Khumi, or Khumi Chin, is a Kuki-Chin-Mizo language of Burma, with some speakers across the border in Bangladesh.

Geographical distribution
Khumi proper is spoken in the following townships of Myanmar (Ethnologue).
Kaladan river area in Paletwa township, Chin State
A few villages in Kyauktaw township, Rakhine State.

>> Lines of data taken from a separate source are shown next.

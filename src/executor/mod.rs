//! Command execution layer.
//!
//! The engine never talks to a device directly — it consumes a single
//! capability: run one command line, get its output back or fail. The
//! [`Executor`] trait abstracts that capability so the snapshot and version
//! managers can be wired to any transport.
//!
//! A non-zero exit code is *not* an `Err`: it comes back as a
//! [`CommandResult`] with [`CommandStatus::Failed`] so the caller can decide
//! whether the rejection is fatal (a `set` during restore) or recoverable.
//! `Err` is reserved for transport problems — launch failures, timeouts,
//! unreachable devices — which the retry policy treats as transient.
//!
//! # Implementations
//!
//! - [`LocalExecutor`]: runs commands through `sh -c` on the current host
//! - [`ScriptedExecutor`]: canned responses for tests and dry wiring

/// Local command execution implementation.
pub mod local;

/// Retry policies with configurable backoff.
pub mod retry;

use std::sync::Arc;
use std::time::{Duration, Instant};

use async_trait::async_trait;
use parking_lot::Mutex;
use serde::{Deserialize, Serialize};
use thiserror::Error;

pub use local::LocalExecutor;
pub use retry::{BackoffStrategy, JitterStrategy, RetryError, RetryPolicy};

/// Errors that can occur at the transport level.
#[derive(Error, Debug)]
pub enum ExecutorError {
    /// The command could not be launched at all.
    #[error("Failed to launch command '{command}': {message}")]
    Launch {
        /// The command line
        command: String,
        /// Launch failure reason
        message: String,
    },

    /// The command did not complete within the timeout.
    #[error("Command '{command}' timed out after {timeout_secs} seconds")]
    Timeout {
        /// The command line
        command: String,
        /// Timeout in seconds
        timeout_secs: u64,
    },

    /// The transport to the device failed.
    #[error("Transport error: {0}")]
    Transport(String),

    /// I/O error while reading command output.
    #[error("IO error: {0}")]
    Io(#[from] std::io::Error),
}

/// Result type for executor operations.
pub type ExecutorResult<T> = Result<T, ExecutorError>;

/// Outcome classification of a completed command.
#[derive(Debug, Clone, Copy, PartialEq, Eq, Serialize, Deserialize)]
#[serde(rename_all = "lowercase")]
pub enum CommandStatus {
    /// Exit code zero.
    Success,
    /// Non-zero exit code.
    Failed,
    /// The command timed out.
    Timeout,
    /// Transport-level failure.
    Error,
}

impl std::fmt::Display for CommandStatus {
    fn fmt(&self, f: &mut std::fmt::Formatter<'_>) -> std::fmt::Result {
        match self {
            CommandStatus::Success => write!(f, "success"),
            CommandStatus::Failed => write!(f, "failed"),
            CommandStatus::Timeout => write!(f, "timeout"),
            CommandStatus::Error => write!(f, "error"),
        }
    }
}

/// The result of executing a command.
#[derive(Debug, Clone, Serialize, Deserialize)]
pub struct CommandResult {
    /// Outcome classification.
    pub status: CommandStatus,
    /// Content written to standard output.
    pub stdout: String,
    /// Content written to standard error.
    pub stderr: String,
    /// Exit code (0 indicates success).
    pub exit_code: i32,
    /// The command that was executed.
    pub command: String,
    /// Wall-clock execution time.
    pub execution_time: Duration,
    /// Number of retries it took to get this result.
    pub retry_count: u32,
}

impl CommandResult {
    /// Creates a successful result.
    pub fn success(command: impl Into<String>, stdout: impl Into<String>) -> Self {
        Self {
            status: CommandStatus::Success,
            stdout: stdout.into(),
            stderr: String::new(),
            exit_code: 0,
            command: command.into(),
            execution_time: Duration::ZERO,
            retry_count: 0,
        }
    }

    /// Creates a failed result.
    pub fn failure(command: impl Into<String>, exit_code: i32, stderr: impl Into<String>) -> Self {
        Self {
            status: CommandStatus::Failed,
            stdout: String::new(),
            stderr: stderr.into(),
            exit_code,
            command: command.into(),
            execution_time: Duration::ZERO,
            retry_count: 0,
        }
    }

    /// Returns true if the command succeeded.
    pub fn is_success(&self) -> bool {
        self.status == CommandStatus::Success
    }

    /// The most useful error text: stderr if present, else stdout, else the
    /// exit code.
    pub fn error_message(&self) -> String {
        if !self.stderr.is_empty() {
            self.stderr.clone()
        } else if !self.stdout.is_empty() {
            self.stdout.clone()
        } else {
            format!("exit code {}", self.exit_code)
        }
    }
}

/// The single capability the engine consumes: run one command line against
/// the managed device and return its output, or fail.
#[async_trait]
pub trait Executor: Send + Sync {
    /// Executes a command with a timeout.
    async fn execute(&self, command: &str, timeout: Duration) -> ExecutorResult<CommandResult>;

    /// Identifier for logging (hostname, container id, ...).
    fn name(&self) -> &str {
        "executor"
    }
}

/// The device command dialect: which command lines drive configuration
/// sessions. Configurable so the engine is not welded to one vendor CLI.
#[derive(Debug, Clone, PartialEq, Eq, Serialize, Deserialize)]
#[serde(default)]
pub struct CommandSet {
    /// Dumps the running configuration as one statement per line.
    pub show_config: String,
    /// Reports device/software version as `key: value` lines.
    pub show_version: String,
    /// Enters configuration mode.
    pub enter_config: String,
    /// Commits the pending transaction.
    pub commit: String,
    /// Discards the pending transaction.
    pub discard: String,
    /// Leaves configuration mode.
    pub exit_config: String,
    /// Persists the committed configuration.
    pub save: String,
}

impl Default for CommandSet {
    fn default() -> Self {
        Self {
            show_config: "show configuration commands".to_string(),
            show_version: "show version".to_string(),
            enter_config: "configure".to_string(),
            commit: "commit".to_string(),
            discard: "discard".to_string(),
            exit_config: "exit".to_string(),
            save: "save".to_string(),
        }
    }
}

// ============================================================================
// Scripted executor (test double)
// ============================================================================

#[derive(Debug, Clone)]
enum Matcher {
    Exact(String),
    Prefix(String),
}

impl Matcher {
    fn matches(&self, command: &str) -> bool {
        match self {
            Matcher::Exact(exact) => exact == command,
            Matcher::Prefix(prefix) => command.starts_with(prefix.as_str()),
        }
    }
}

#[derive(Debug, Clone)]
enum Canned {
    Result {
        stdout: String,
        stderr: String,
        exit_code: i32,
    },
    Unreachable,
}

#[derive(Debug, Default)]
struct ScriptedState {
    rules: Vec<(Matcher, Canned)>,
    history: Vec<String>,
}

/// Executor returning canned responses, recording every command it is asked
/// to run. Commands with no matching rule succeed with empty output; when
/// several rules match, the most recently added one wins, so a device can be
/// re-scripted between captures.
///
/// Clones share state, so a copy kept outside an `Arc<dyn Executor>` can
/// still inspect [`ScriptedExecutor::history`] afterwards.
#[derive(Debug, Clone, Default)]
pub struct ScriptedExecutor {
    inner: Arc<Mutex<ScriptedState>>,
}

impl ScriptedExecutor {
    /// Creates a scripted executor where every command succeeds.
    pub fn new() -> Self {
        Self::default()
    }

    /// Responds to an exact command with the given stdout.
    pub fn respond(self, command: impl Into<String>, stdout: impl Into<String>) -> Self {
        self.inner.lock().rules.insert(
            0,
            (
                Matcher::Exact(command.into()),
                Canned::Result {
                    stdout: stdout.into(),
                    stderr: String::new(),
                    exit_code: 0,
                },
            ),
        );
        self
    }

    /// Fails (exit 1) every command starting with the given prefix.
    pub fn fail(self, prefix: impl Into<String>, stderr: impl Into<String>) -> Self {
        self.inner.lock().rules.insert(
            0,
            (
                Matcher::Prefix(prefix.into()),
                Canned::Result {
                    stdout: String::new(),
                    stderr: stderr.into(),
                    exit_code: 1,
                },
            ),
        );
        self
    }

    /// Makes every command starting with the given prefix fail at the
    /// transport level (an `Err`, retried by the retry policy).
    pub fn unreachable(self, prefix: impl Into<String>) -> Self {
        self.inner
            .lock()
            .rules
            .insert(0, (Matcher::Prefix(prefix.into()), Canned::Unreachable));
        self
    }

    /// Every command executed so far, in order.
    pub fn history(&self) -> Vec<String> {
        self.inner.lock().history.clone()
    }
}

#[async_trait]
impl Executor for ScriptedExecutor {
    async fn execute(&self, command: &str, _timeout: Duration) -> ExecutorResult<CommandResult> {
        let start = Instant::now();
        let canned = {
            let mut state = self.inner.lock();
            state.history.push(command.to_string());
            state
                .rules
                .iter()
                .find(|(matcher, _)| matcher.matches(command))
                .map(|(_, canned)| canned.clone())
        };

        match canned {
            Some(Canned::Unreachable) => Err(ExecutorError::Transport(format!(
                "device unreachable for '{command}'"
            ))),
            Some(Canned::Result {
                stdout,
                stderr,
                exit_code,
            }) => Ok(CommandResult {
                status: if exit_code == 0 {
                    CommandStatus::Success
                } else {
                    CommandStatus::Failed
                },
                stdout,
                stderr,
                exit_code,
                command: command.to_string(),
                execution_time: start.elapsed(),
                retry_count: 0,
            }),
            None => Ok(CommandResult::success(command, "")),
        }
    }

    fn name(&self) -> &str {
        "scripted"
    }
}

#[cfg(test)]
mod tests {
    use super::*;

    #[tokio::test]
    async fn test_scripted_executor_default_success() {
        let executor = ScriptedExecutor::new();
        let result = executor
            .execute("show version", Duration::from_secs(1))
            .await
            .unwrap();
        assert!(result.is_success());
        assert_eq!(executor.history(), vec!["show version"]);
    }

    #[tokio::test]
    async fn test_scripted_executor_canned_and_failing() {
        let executor = ScriptedExecutor::new()
            .respond("show configuration commands", "set system host-name r1")
            .fail("set firewall", "invalid rule");

        let show = executor
            .execute("show configuration commands", Duration::from_secs(1))
            .await
            .unwrap();
        assert_eq!(show.stdout, "set system host-name r1");

        let set = executor
            .execute("set firewall name in rule 10", Duration::from_secs(1))
            .await
            .unwrap();
        assert_eq!(set.status, CommandStatus::Failed);
        assert_eq!(set.error_message(), "invalid rule");
    }

    #[tokio::test]
    async fn test_scripted_executor_unreachable() {
        let executor = ScriptedExecutor::new().unreachable("show");
        let err = executor
            .execute("show version", Duration::from_secs(1))
            .await
            .unwrap_err();
        assert!(matches!(err, ExecutorError::Transport(_)));
    }

    #[test]
    fn test_command_set_default() {
        let commands = CommandSet::default();
        assert_eq!(commands.show_config, "show configuration commands");
        assert_eq!(commands.enter_config, "configure");
    }
}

Eastern Khumi (Khami) is spoken in the following townships of Myanmar (Ethnologue).
Matupi township, Chin State (in 4 villages)
Sami subtownship, Paletwa township, Chin State (in 85 villages)

Dialects
Ethnologue lists the following dialects.

Khumi
Pi Chaung
Kaladan
Eastern Kaladan
Southern Paletwa
Eastern Khumi (Khami)
Nisay (Nise, Palyng, Tao Cha)
Nideun (Amlai, Ghu, Laungtha, Maru, Paru, Tahaensae, Taheunso, Uiphaw)
Lemi (Akelong, Aki Along, Kaja, Kajauk)
Khongtu
Likhy (Likhaeng)
Rengcaa (Namboi, Nangbwe)
Khenlak
Asang (Kasang, Sangtha)

The Kasang (also known as Khenlak, Ta-aw, Hkongsa-Asang, Hkongso-Asang, Asang, and Sangta) consider themselves as ethnic Hkongso, but their language is intelligible with Khumi rather than Anu or Hkongso (Wright 2009). Kasang villages include Lamoitong and Tuirong.

References

Herr, Kristen. 2011. The Phonological Interpretation of Minor Syllables, Applied to Lemi Chin. Master’s thesis.
Lung, K Nu San. 2017. Vitality of Language and Music among the Lemi People In Southern Chin State of Myanmar. Master’s Thesis.
Peterson, David A. 2012. The Khumi cluster and its place in Kuki-Chin-Mizo. Paper presented at ICSTLL 45, Singapore.